So research institutes are very happy, after all, they have a problem. Wine companies are happy, no matter how much, lichen prime is not a thing of foreign wine. Some media are happy and the annual tasks of the business sector are less difficult to complete. Some investors are happy, seeing this liquor plate is up non-stop.
What is lichenin?
Lichenysin is a substance secreted by Bacillus licheniformis, a bacterium that is widespread in nature. Chinese liquor is fermented with koji, while koji is actually a complex of fungi and bacteria. Each song inside the song is not the same, so the fermentation products are complex, creating a liquor “style and flavor diversity.” As a passerby, Bacillus licheniformis mixed into the song, resulting in the fermentation products appeared lichen prime, that’s no more normal.
How did that passer-by become a health guard? This goes back to thirty years ago, when domestic clinical microbiologists in our country particularly liked doing “bacteriostatic experiments,” which is to see if a substance or strain can inhibit the growth of harmful bacteria in petri dishes. After all, Fleming discovered the penicillin eighty years ago. At that time there was a doctor to a patient’s vaginal swab microbiological culture and found that in addition to the common Lactobacillus (normal vaginal flora, the resulting acidic environment can inhibit the growth of other harmful microorganisms) there is a strange, The result of the identification is Bacillus licheniformis. Laboratory studies have found that this bacterium grows well in acid environments made by Lactobacilli and can inhibit the growth of harmful bacteria such as Staphylococcus aureus.
That era, the concept of probiotics still more than now. That year, our father and mother and grandparents toss “Kombucha” momentum than we made “enzyme” most of the momentum. Nothing new under the sun
So for Bacillus licheniformis research started, continues today, is a variety of Bacillus licheniformis preparations, from diarrhea to vaginitis, a very wide range of uses.
Lichen, as a metabolite isolated from Bacillus licheniformis, has also been studied. Laboratory research found its various biological activities. However, tens of millions of laboratory research, can go to the clinic without one. Sometimes drugs can not be better, you can develop health products, ah, after all, as long as it is not bad on the line.
Licorice wine will be able to fight cancer? There are alcohol in the wine too!
What does it mean to have lichenin in liquor (or anything else you’ve never heard of)? First of all, it means that fermented liquor is very complex, what peat smell, nutty flavor, tobacco flavor, floral fruit flavor … That’s nothing. Our wine can taste the smell of burning plastic and 80 different rotten leaves Taste, if you do not know “product” words. Second, mean that Professor Xu’s laboratory testing technology has improved. Now that detection techniques are getting more accurate, trace detection can detect even 1 trillionth of such levels. So, what is found in what I’m not surprised, whether it is penguin DDT or liquor anti-cancer substances.
Speaking of anti-cancer, “logical discovery of traces of anti-cancer substances in the wine, so moderate drinking health” such a logical deduction can be called classic. Because no matter what kind of wine, alcohol is one of the important or main component, and alcohol is a type of carcinogen. Alcohol can cause oral cancer, throat cancer, esophageal cancer, stomach cancer, liver cancer, colon cancer and breast cancer, the evidence is conclusive. In addition, other hazards of alcohol are more clearly understood. It is the sixth most common cause of death for adults in China and directly causes the death of more than 300,000 people each year.
If this is not enough to be on the waking eye, the next piece of data will make you even more “hypnotized” – nearly 14 million years of alcohol-induced DALY annually in China.

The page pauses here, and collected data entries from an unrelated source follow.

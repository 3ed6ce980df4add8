//! Pure decision table for the session gate.
//!
//! DESIGN
//! ======
//! `decide` is a pure function over an input snapshot so the routing rules
//! can be unit-tested without any I/O or navigation collaborator. The
//! runtime in `session_gate` owns the side effects and feeds it snapshots.

#[cfg(test)]
#[path = "decision_test.rs"]
mod decision_test;

use crate::route::{GateTarget, OnboardingStep, Redirect, RouteGroup};
use crate::session::Session;

/// Immutable view of every input the decision table reads.
#[derive(Clone, Debug)]
pub struct GateSnapshot {
    /// True once the auth provider completed its first session lookup.
    pub initialised: bool,
    pub session: Option<Session>,
    pub profile_complete: bool,
    pub investment_complete: bool,
    /// Route group the navigation layer currently shows.
    pub current: RouteGroup,
}

/// Compute the target state for a snapshot. Short-circuits top to bottom.
#[must_use]
pub fn decide(snapshot: &GateSnapshot) -> GateTarget {
    if !snapshot.initialised {
        return GateTarget::Loading;
    }
    if snapshot.session.is_none() {
        return GateTarget::Auth;
    }
    // Fresh login lands on the app root first; the next evaluation pushes
    // on to onboarding if a completion flag is still missing.
    if snapshot.current == RouteGroup::Auth {
        return GateTarget::App;
    }
    if !snapshot.profile_complete {
        return GateTarget::Onboarding(OnboardingStep::Profile);
    }
    if !snapshot.investment_complete {
        return GateTarget::Onboarding(OnboardingStep::Investment);
    }
    GateTarget::App
}

/// Derive the redirect intent for a computed target.
///
/// A redirect is needed when the target's group differs from the current
/// location, or when the target moved to a different onboarding step while
/// the group stayed put (the navigation layer cannot report which step it
/// shows, so step movement is detected against the last issued target).
/// `Loading` never redirects.
#[must_use]
pub fn redirect_for(target: GateTarget, current: RouteGroup, last_issued: Option<GateTarget>) -> Option<Redirect> {
    let group = target.route_group()?;
    if group != current {
        return target.redirect();
    }
    match (target, last_issued) {
        (GateTarget::Onboarding(step), Some(GateTarget::Onboarding(prev))) if prev != step => target.redirect(),
        _ => None,
    }
}
//! # gate
//!
//! Session-gated navigation for the construction-tracking client: decides
//! which route group (auth / onboarding / app) the signed-in homeowner may
//! see, based on the live session and two remotely stored onboarding
//! completion flags.
//!
//! The crate splits into a pure decision table (`decision`), a runtime that
//! owns the inputs and the redirect side effect (`session_gate`), and a
//! reactive adapter that wires both to the auth provider, status reader,
//! and navigation collaborators (`runner`).

pub mod decision;
pub mod error;
pub mod providers;
pub mod route;
pub mod runner;
pub mod session;
pub mod session_gate;
// Replaces the shared frame `shared` at `page` with a private copy. Returns
// false if another thread changed the page first.
fn copy_on_write(
    space: &AddressSpace,
    page: Addr,
    target: &FaultTarget,
    shared: Frame,
) -> SysResult<bool> {
    let ctx = space.context();
    let object = target
        .backing
        .as_ref()
        .ok_or_else(|| SysError::seg_fault(page.0))?;
    // Pin the shared page while copying out of it.
    let pinned = ctx.page_cache().fetch(object, target.offset)?;
    let res = if pinned.frame == shared {
        copy_and_replace(space, page, target, shared)
    } else {
        Ok(false)
    };
    ctx.page_cache().release(object, target.offset, false);
    if let Ok(true) = res {
        // The reference that the shared translation held.
        ctx.page_cache().release(object, target.offset, false);
        space.faults.record_cow();
        logger::trace!("copy-on-write of {} from {}", page, shared);
    }
    res
}

fn copy_and_replace(
    space: &AddressSpace,
    page: Addr,
    target: &FaultTarget,
    shared: Frame,
) -> SysResult<bool> {
    let allocator = space.context().allocator();
    let copy = allocator.allocate(MemoryKind::Anonymous)?;
    let res = allocator
        .copy_frame(copy, shared)
        .and_then(|()| space.replace_cow(page, target, shared, copy));
    if !matches!(res, Ok(true)) {
        allocator.release(copy);
    }
    res
}

#[cfg(test)]
mod tests {
    use std::{
        sync::{Arc, Barrier},
        thread,
        time::Duration,
    };

    use mem::{AccessType, PAGE_SIZE};
    use memmap::{mmap_opts::MmapOpts, testing::TestObject, BackingObject};

    use super::*;
    use crate::address_space::tests::address_space;

    const PAGE: u64 = PAGE_SIZE as u64;

    fn pattern(pages: u64) -> Vec<u8> {
        (0..pages * PAGE).map(|i| (i / PAGE + 1) as u8).collect()
    }

    fn file_map(
        space: &AddressSpace,
        object: &Arc<TestObject>,
        pages: u64,
        private: bool,
    ) -> Addr {
        let backing: Arc<dyn BackingObject> = object.clone();
        space
            .map(MmapOpts {
                length: pages * PAGE,
                backing: Some(backing),
                private,
                perms: AccessType::read_write(),
                ..MmapOpts::default()
            })
            .expect("error occurred in map")
    }

    fn frame_bytes(space: &AddressSpace, frame: Frame) -> Vec<u8> {
        let mut buf = vec![0u8; PAGE as usize];
        space
            .context()
            .allocator()
            .read_frame(frame, 0, &mut buf)
            .unwrap();
        buf
    }

    #[test]
    fn anonymous_fault_zero_fills() {
        let space = address_space(8);
        let a = space
            .map(MmapOpts {
                length: 2 * PAGE,
                private: true,
                perms: AccessType::read_write(),
                ..MmapOpts::default()
            })
            .unwrap();
        let out = handle_fault(&space, Addr(a.0 + 0x123), FaultReason::MISSING).unwrap();
        assert_eq!(
            out,
            FaultOutcome {
                installed: true,
                did_io: false,
                copied: false
            }
        );
        let pte = space.pte(a).expect("no translation after fault");
        assert_eq!(frame_bytes(&space, pte.frame), vec![0u8; PAGE as usize]);
        assert_eq!(pte.flags.perms, AccessType::read_write());

        // Already resident.
        let out = handle_fault(&space, a, FaultReason::MISSING).unwrap();
        assert!(!out.installed);

        let stats = space.stats();
        assert_eq!(stats.soft_faults, 1);
        assert_eq!(stats.hard_faults, 0);
        assert_eq!(stats.physical_size, PAGE * (1 + stats.table_pages));
        assert_eq!(stats.shared_size, 0);
    }

    #[test]
    fn file_fault_is_hard_then_soft() {
        let object = Arc::new(TestObject::new(pattern(2)));
        let space = address_space(8);
        let a = file_map(&space, &object, 2, false);
        let out = handle_fault(&space, Addr(a.0 + PAGE), FaultReason::MISSING).unwrap();
        assert!(out.installed && out.did_io);

        // Another address space mapping the same object hits the cache.
        let other = AddressSpace::create(Arc::clone(space.context()), space.bounds());
        let b = file_map(&other, &object, 2, false);
        let out = handle_fault(&other, Addr(b.0 + PAGE), FaultReason::MISSING).unwrap();
        assert!(out.installed && !out.did_io);
        assert_eq!(object.reads(), 1);
        assert_eq!(space.pte(Addr(a.0 + PAGE)).unwrap().frame, other.pte(Addr(b.0 + PAGE)).unwrap().frame);

        let backing: Arc<dyn BackingObject> = object.clone();
        assert_eq!(space.context().page_cache().ref_count(&backing, PAGE), Some(2));
        assert_eq!(space.stats().hard_faults, 1);
        assert_eq!(other.stats().soft_faults, 1);
        assert_eq!(space.stats().shared_size, PAGE);
        other.close();
        space.close();
        assert_eq!(space.context().page_cache().ref_count(&backing, PAGE), Some(0));
        assert!(space.context().page_cache().in_lru(&backing, PAGE));
    }

    #[test]
    fn cow_write_copies_page() {
        let object = Arc::new(TestObject::new(pattern(1)));
        let backing: Arc<dyn BackingObject> = object.clone();
        let space = address_space(8);
        let a = file_map(&space, &object, 1, true);
        let cache = space.context().page_cache();

        handle_fault(&space, a, FaultReason::MISSING).unwrap();
        let shared = space.pte(a).unwrap();
        assert!(shared.flags.cow);
        assert!(!shared.flags.perms.write);
        assert_eq!(cache.ref_count(&backing, 0), Some(1));

        let out = handle_fault(&space, a, FaultReason::WRITE).unwrap();
        assert!(out.copied && !out.installed);
        let private = space.pte(a).unwrap();
        assert_ne!(private.frame, shared.frame);
        assert!(!private.flags.cow);
        assert!(private.flags.perms.write);
        assert_eq!(frame_bytes(&space, private.frame), frame_bytes(&space, shared.frame));
        assert_eq!(cache.ref_count(&backing, 0), Some(0));

        let stats = space.stats();
        assert_eq!(stats.cow_faults, 1);
        assert_eq!(stats.shared_size, 0);

        // A second write fault finds a private page and copies nothing.
        let out = handle_fault(&space, a, FaultReason::WRITE).unwrap();
        assert!(!out.copied);
        space.close();
        assert_eq!(object.writes(), 0);
    }

    #[test]
    fn missing_write_on_cow_region_fills_and_copies() {
        let object = Arc::new(TestObject::new(pattern(1)));
        let space = address_space(8);
        let a = file_map(&space, &object, 1, true);
        let out = handle_fault(&space, a, FaultReason::MISSING_WRITE).unwrap();
        assert!(out.installed && out.did_io && out.copied);
        let pte = space.pte(a).unwrap();
        assert!(!pte.flags.cow);
        assert_eq!(frame_bytes(&space, pte.frame), pattern(1));
        // Shared frame stays cached, the copy is private.
        assert_eq!(space.context().allocator().allocated(), 2);
    }

    #[test]
    fn disallowed_faults_are_seg_faults() {
        let space = address_space(8);
        let ro = space
            .map(MmapOpts {
                length: PAGE,
                private: true,
                perms: AccessType::read(),
                ..MmapOpts::default()
            })
            .unwrap();
        let none = space
            .map(MmapOpts {
                length: PAGE,
                private: true,
                ..MmapOpts::default()
            })
            .unwrap();
        let unmapped = Addr(space.bounds().end - PAGE);

        for (addr, reason) in &[
            (ro, FaultReason::MISSING_WRITE),
            (none, FaultReason::MISSING),
            (unmapped, FaultReason::MISSING),
        ] {
            let err = handle_fault(&space, *addr, *reason).unwrap_err();
            assert!(err.is_seg_fault(), "{} {:?}: {:?}", addr, reason, err);
            assert_eq!(err.code(), libc::EFAULT);
        }
        assert_eq!(space.context().allocator().allocated(), 0);
    }

    #[test]
    fn cow_region_without_write_refuses_write() {
        let object = Arc::new(TestObject::new(pattern(1)));
        let space = address_space(8);
        let a = file_map(&space, &object, 1, true);
        handle_fault(&space, a, FaultReason::MISSING).unwrap();
        space.protect(a, PAGE, AccessType::read()).unwrap();
        assert!(handle_fault(&space, a, FaultReason::WRITE)
            .unwrap_err()
            .is_seg_fault());
        assert!(space.pte(a).unwrap().flags.cow);
    }

    #[test]
    fn dead_region_refuses_faults() {
        let space = crate::address_space::tests::context_with(crate::MmConfig {
            frames: 8,
            eager_scavenge: false,
            ..crate::MmConfig::default()
        })
        .new_user_space();
        let a = space
            .map(MmapOpts {
                length: PAGE,
                private: true,
                perms: AccessType::read(),
                ..MmapOpts::default()
            })
            .unwrap();
        space.unmap(a, PAGE).unwrap();
        assert!(handle_fault(&space, a, FaultReason::MISSING)
            .unwrap_err()
            .is_seg_fault());
    }

    #[test]
    fn failed_read_is_fatal_and_leaves_nothing() {
        let object = Arc::new(TestObject::new(pattern(1)));
        object.set_fail_reads(true);
        let space = address_space(8);
        let a = file_map(&space, &object, 1, false);
        let err = handle_fault(&space, a, FaultReason::MISSING).unwrap_err();
        assert_eq!(err, SysError::new(libc::EIO));
        assert!(space.pte(a).is_none());
        assert!(space.context().page_cache().is_empty());
        assert_eq!(space.context().allocator().allocated(), 0);
        assert_eq!(space.stats().physical_size, 0);

        object.set_fail_reads(false);
        assert!(handle_fault(&space, a, FaultReason::MISSING).unwrap().did_io);
        assert_eq!(object.reads(), 2);
    }

    #[test]
    fn exhausted_allocator_is_fatal() {
        let space = address_space(1);
        let a = space
            .map(MmapOpts {
                length: 2 * PAGE,
                private: true,
                perms: AccessType::read_write(),
                ..MmapOpts::default()
            })
            .unwrap();
        handle_fault(&space, a, FaultReason::MISSING).unwrap();
        assert_eq!(
            handle_fault(&space, Addr(a.0 + PAGE), FaultReason::MISSING),
            Err(SysError::new(libc::ENOMEM))
        );
        assert!(space.pte(Addr(a.0 + PAGE)).is_none());
    }

    #[test]
    fn physical_region_maps_fixed_frames() {
        let space = address_space(8);
        let a = space
            .map(MmapOpts {
                length: 2 * PAGE,
                offset: 0x5000,
                phys: true,
                perms: AccessType::read_write(),
                ..MmapOpts::default()
            })
            .unwrap();
        handle_fault(&space, Addr(a.0 + PAGE), FaultReason::MISSING_WRITE).unwrap();
        let pte = space.pte(Addr(a.0 + PAGE)).unwrap();
        assert_eq!(pte.frame, Frame(6));
        assert!(pte.flags.dirty);
        assert_eq!(space.context().allocator().allocated(), 0);

        space.unmap(a, 2 * PAGE).unwrap();
        assert_eq!(space.context().allocator().allocated(), 0);
    }

    #[test]
    fn concurrent_faults_read_once() {
        const THREADS: usize = 8;
        let object = Arc::new(
            TestObject::new(pattern(1)).with_read_delay(Duration::from_millis(50)),
        );
        let space = address_space(16);
        let a = file_map(&space, &object, 1, false);
        let barrier = Arc::new(Barrier::new(THREADS));

        let handles: Vec<_> = (0..THREADS)
            .map(|_| {
                let space = space.open();
                let barrier = Arc::clone(&barrier);
                thread::spawn(move || {
                    barrier.wait();
                    let out = handle_fault(&space, a, FaultReason::MISSING).unwrap();
                    space.close();
                    out.installed
                })
            })
            .collect();
        let installed = handles
            .into_iter()
            .map(|h| h.join().unwrap())
            .filter(|installed| *installed)
            .count();

        assert_eq!(installed, 1);
        assert_eq!(object.reads(), 1);
        let backing: Arc<dyn BackingObject> = object.clone();
        assert_eq!(space.context().page_cache().ref_count(&backing, 0), Some(1));
        assert_eq!(space.search(a).unwrap().resident, 1);
    }
}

DALY is the result of a factor that leads to the full healthy life lost from the onset to the death. In other words, if you do not drink alcohol at all, the Chinese live a healthy life of more than 14 million years a year. Think carefully.
How about Chinese drinking now? According to the research conducted by WHO and other public health agencies, the per capita annual pure alcohol intake of our population over the age of 15 in 2010 was 6.7 liters, which is the mid-stream level in the world. However, the survey found that our drinking rate is not high, about half of men over the age of 15 and over 80% of women over 15 said they do not drink. In this way, the per capita consumption of alcohol consumed by those who drink alcohol is as high as 15 liters or more, ranking the highest in the world. Even more worrying is that with the continuous decline in global per capita consumption of alcohol, we staged a “retrograde drunk beauty,” and consumption continued to rise.

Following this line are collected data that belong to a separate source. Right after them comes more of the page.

use std::{collections::BTreeMap, ops::Bound::*};

use utils::Range;

#[derive(Debug, PartialEq, Clone, Copy)]
pub struct Gap<K> {
    range: Range<K>,
}

impl<K: num::Integer + num::Bounded + Copy> Gap<K> {
    fn new(start: K, end: K) -> Self {
        Gap {
            range: Range { start, end },
        }
    }

    #[inline]
    pub fn range(&self) -> Range<K> {
        self.range
    }

    #[inline]
    pub fn start(&self) -> K {
        self.range.start
    }

    #[inline]
    pub fn end(&self) -> K {
        self.range.end
    }

    #[inline]
    pub fn len(&self) -> K {
        self.range.len()
    }

    pub fn is_empty(&self) -> bool {
        self.range.is_empty()
    }
}

#[derive(Debug, PartialEq, Clone, Copy)]
pub struct Seg<K> {
    range: Range<K>,
}

impl<K: num::Integer + num::Bounded + Copy> Seg<K> {
    #[inline]
    pub fn start(&self) -> K {
        self.range.start
    }

    #[inline]
    pub fn end(&self) -> K {
        self.range.end
    }

    #[inline]
    pub fn range(&self) -> Range<K> {
        self.range
    }
}

/// Value policy for a [`Set`].
///
/// `split` must produce values that describe the two halves of `r` cut at
/// `split`; for example a mapping of a file advances the file offset of the
/// upper half. `merge` may fuse two adjacent values and defaults to never
/// merging.
pub trait SetOperations: Send + Sync {
    type K;
    type V;
    fn merge(
        &self,
        _r1: Range<Self::K>,
        _v1: &Self::V,
        _r2: Range<Self::K>,
        _v2: &Self::V,
    ) -> Option<Self::V> {
        None
    }
    fn split(&self, r: Range<Self::K>, v: &Self::V, split: Self::K) -> (Self::V, Self::V);
}

/// A set of disjoint, non-empty intervals keyed by their start, each carrying
/// a value. Backed by a B-tree, so lookups and updates are O(log n).
pub struct Set<K, V> {
    map: BTreeMap<Range<K>, V>,
    operations: Box<dyn SetOperations<K = K, V = V>>,
}

impl<K: num::Integer + std::fmt::Debug, V: std::fmt::Debug> std::fmt::Debug for Set<K, V> {
    fn fmt(&self, f: &mut std::fmt::Formatter<'_>) -> std::fmt::Result {
        f.debug_tuple("").field(&self.map).finish()
    }
}

impl<K, V> Set<K, V>
where
    K: num::Integer + num::Bounded + std::fmt::Debug + Copy,
{
    pub fn new(operations: Box<dyn SetOperations<K = K, V = V>>) -> Self {
        Self {
            map: BTreeMap::new(),
            operations,
        }
    }

    pub fn len(&self) -> usize {
        self.map.len()
    }

    pub fn is_empty(&self) -> bool {
        self.map.is_empty()
    }

    pub fn iter(&self) -> impl Iterator<Item = (Range<K>, &V)> + '_ {
        self.map.iter().map(|(k, v)| (*k, v))
    }

    /// Total length covered by all segments.
    pub fn span(&self) -> K {
        self.map.keys().fold(K::zero(), |sz, r| sz + r.len())
    }

    pub fn first_segment(&self) -> Option<Seg<K>> {
        self.map.keys().next().map(|r| Seg { range: *r })
    }

    pub fn next_segment_of_seg(&self, seg: &Seg<K>) -> Option<Seg<K>> {
        self.map
            .range((Excluded(seg.range), Unbounded))
            .next()
            .map(|(k, _)| Seg { range: *k })
    }

    /// The segment with the largest start not above `key`, whether or not it
    /// contains `key`.
    pub fn search_le(&self, key: K) -> Option<Seg<K>> {
        self.map
            .range(..=Range::point(key))
            .next_back()
            .map(|(k, _)| Seg { range: *k })
    }

    /// The first segment whose start is at or above `key`.
    fn search_ge(&self, key: K) -> Option<Seg<K>> {
        self.map
            .range(Range::point(key)..)
            .next()
            .map(|(k, _)| Seg { range: *k })
    }

    pub fn find_segment(&self, key: K) -> Option<Seg<K>> {
        self.search_le(key).filter(|s| s.range.contains(key))
    }

    /// The maximal free interval containing `key`, or `None` if `key` is
    /// covered by a segment.
    pub fn find_gap(&self, key: K) -> Option<Gap<K>> {
        let start = match self.search_le(key) {
            Some(prev) if prev.range.contains(key) => return None,
            Some(prev) => prev.end(),
            None => K::min_value(),
        };
        let end = self.search_ge(key).map_or_else(K::max_value, |n| n.start());
        Some(Gap::new(start, end))
    }

    pub fn first_gap(&self) -> Gap<K> {
        let end = self.first_segment().map_or_else(K::max_value, |s| s.start());
        Gap::new(K::min_value(), end)
    }

    /// The (possibly empty) gap following `seg`.
    pub fn next_gap_of_seg(&self, seg: &Seg<K>) -> Gap<K> {
        let end = self
            .next_segment_of_seg(seg)
            .map_or_else(K::max_value, |s| s.start());
        Gap::new(seg.end(), end)
    }

    /// The gap containing `key`, or the gap right after the segment that
    /// contains it.
    pub fn lower_bound_gap(&self, key: K) -> Gap<K> {
        match self.find_gap(key) {
            Some(gap) => gap,
            None => {
                let seg = self
                    .find_segment(key)
                    .unwrap_or_else(|| panic!("no gap or segment corresponding the key {:?}", key));
                self.next_gap_of_seg(&seg)
            }
        }
    }

    /// The first gap after `gap` whose length is at least `min_size`.
    pub fn next_large_enough_gap(&self, gap: &Gap<K>, min_size: K) -> Option<Gap<K>> {
        if gap.end() == K::max_value() {
            return None;
        }
        let mut segs = self.map.range(Range::point(gap.end())..).map(|(k, _)| *k);
        let mut gap_start = segs.next()?.end;
        for r in segs {
            if r.start - gap_start >= min_size {
                return Some(Gap::new(gap_start, r.start));
            }
            gap_start = r.end;
        }
        if K::max_value() - gap_start >= min_size {
            Some(Gap::new(gap_start, K::max_value()))
        } else {
            None
        }
    }

    /// Lowest start of a free interval of `length` inside `bounds`.
    pub fn first_fit(&self, bounds: Range<K>, length: K) -> Option<K> {
        if length.is_zero() || bounds.len() < length {
            return None;
        }
        let mut gap = self.lower_bound_gap(bounds.start);
        loop {
            if gap.start() >= bounds.end {
                return None;
            }
            let gr = gap.range().intersect(&bounds);
            if gr.len() >= length {
                return Some(gr.start);
            }
            gap = self.next_large_enough_gap(&gap, length)?;
        }
    }

    /// Whether no segment overlaps `r`.
    pub fn is_free(&self, r: Range<K>) -> bool {
        self.find_gap(r.start)
            .map_or(false, |g| g.range().is_superset_of(&r))
    }

    /// Segments that overlap `r`, in ascending order.
    pub fn segments_in(&self, r: Range<K>) -> Vec<Seg<K>> {
        let first = self
            .find_segment(r.start)
            .or_else(|| self.search_ge(r.start));
        let mut segs = Vec::new();
        let mut maybe_seg = first;
        while let Some(seg) = maybe_seg {
            if seg.start() >= r.end {
                break;
            }
            segs.push(seg);
            maybe_seg = self.next_segment_of_seg(&seg);
        }
        segs
    }

    /// Inserts `val` at `range` if the range is free; returns false otherwise.
    pub fn add(&mut self, range: Range<K>, val: V) -> bool {
        if range.end <= range.start {
            panic!("invalid segment range: {:?}", range);
        }
        if !self.is_free(range) {
            return false;
        }
        self.insert(range, val);
        true
    }

    /// Inserts `val` at `range`, merging with adjacent segments when the
    /// operations allow it.
    ///
    /// Panics if `range` is empty or overlaps an existing segment.
    pub fn insert(&mut self, range: Range<K>, val: V) -> Seg<K> {
        if range.end <= range.start {
            panic!("invalid segment range: {:?}", range);
        }
        let prev = self.search_le(range.start);
        let next = self.search_ge(range.start);
        if let Some(prev) = prev {
            if prev.end() > range.start {
                panic!("new segment {:?} overlaps predecessor {:?}", range, prev);
            }
        }
        if let Some(next) = next {
            if next.start() < range.end {
                panic!("new segment {:?} overlaps successor {:?}", range, next);
            }
        }

        let mut key = range;
        let mut val = val;
        if let Some(prev) = prev.filter(|p| p.end() == range.start) {
            if let Some(mval) = self
                .operations
                .merge(prev.range, &self.map[&prev.range], key, &val)
            {
                self.map.remove(&prev.range);
                key.start = prev.start();
                val = mval;
            }
        }
        if let Some(next) = next.filter(|n| n.start() == range.end) {
            if let Some(mval) = self
                .operations
                .merge(key, &val, next.range, &self.map[&next.range])
            {
                self.map.remove(&next.range);
                key.end = next.end();
                val = mval;
            }
        }
        self.map.insert(key, val);
        Seg { range: key }
    }

    /// Removes the segment starting at `start`.
    pub fn remove(&mut self, start: K) -> Option<(Range<K>, V)> {
        self.map.remove_entry(&Range::point(start))
    }

    pub fn remove_first(&mut self) -> Option<(Range<K>, V)> {
        let first = self.first_segment()?;
        self.map.remove_entry(&first.range)
    }

    /// Splits the segment containing `split` so that `split` becomes a
    /// segment boundary. Returns false if nothing was split.
    pub fn split_at(&mut self, split: K) -> bool {
        match self.find_segment(split) {
            Some(seg) if seg.range.can_split_at(split) => {
                self.split_unchecked(&seg, split);
                true
            }
            _ => false,
        }
    }

    // precondition: seg.start < split < seg.end
    fn split_unchecked(&mut self, seg: &Seg<K>, split: K) -> (Seg<K>, Seg<K>) {
        let v = self
            .map
            .remove(&seg.range)
            .unwrap_or_else(|| panic!("split of unknown segment {:?}", seg));
        let (val1, val2) = self.operations.split(seg.range, &v, split);
        let key1 = Range {
            start: seg.start(),
            end: split,
        };
        let key2 = Range {
            start: split,
            end: seg.end(),
        };
        self.map.insert(key1, val1);
        self.map.insert(key2, val2);
        (Seg { range: key1 }, Seg { range: key2 })
    }

    /// Splits `seg` so that the returned segment lies inside `range`.
    pub fn isolate(&mut self, seg: &Seg<K>, range: Range<K>) -> Seg<K> {
        let mut seg = *seg;
        if seg.range.can_split_at(range.start) {
            seg = self.split_unchecked(&seg, range.start).1;
        }
        if seg.range.can_split_at(range.end) {
            seg = self.split_unchecked(&seg, range.end).0;
        }
        seg
    }

    pub fn get(&self, start: K) -> Option<&V> {
        self.map.get(&Range::point(start))
    }

    pub fn value(&self, seg: &Seg<K>) -> &V {
        self.map
            .get(&seg.range)
            .unwrap_or_else(|| panic!("stale segment {:?}", seg))
    }

    pub fn value_mut(&mut self, seg: &Seg<K>) -> &mut V {
        self.map
            .get_mut(&seg.range)
            .unwrap_or_else(|| panic!("stale segment {:?}", seg))
    }
}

The dotted line in the figure shows the change in per capita alcohol intake in China. The figure calculated by the national population is not too high compared with other countries. However, if only those who drink alcohol are counted, their per capita annual alcohol intake will reach 15.1 liters in 2010, ranking the highest in the world. Image Source: Literature 
I also drink alcohol, although every drop of drink I drink brings me a higher health risk. But as the oldest human use of drugs, I know the health risks of drinking alcohol and try to keep those risks under control while enjoying its social function.
If a liquor company does not improve the taste and stability of its products, it does not explore the cultural value of the products, but rather the “health effects“. What I think, no matter what, if it is done, it is a rogue. Both china and abroad.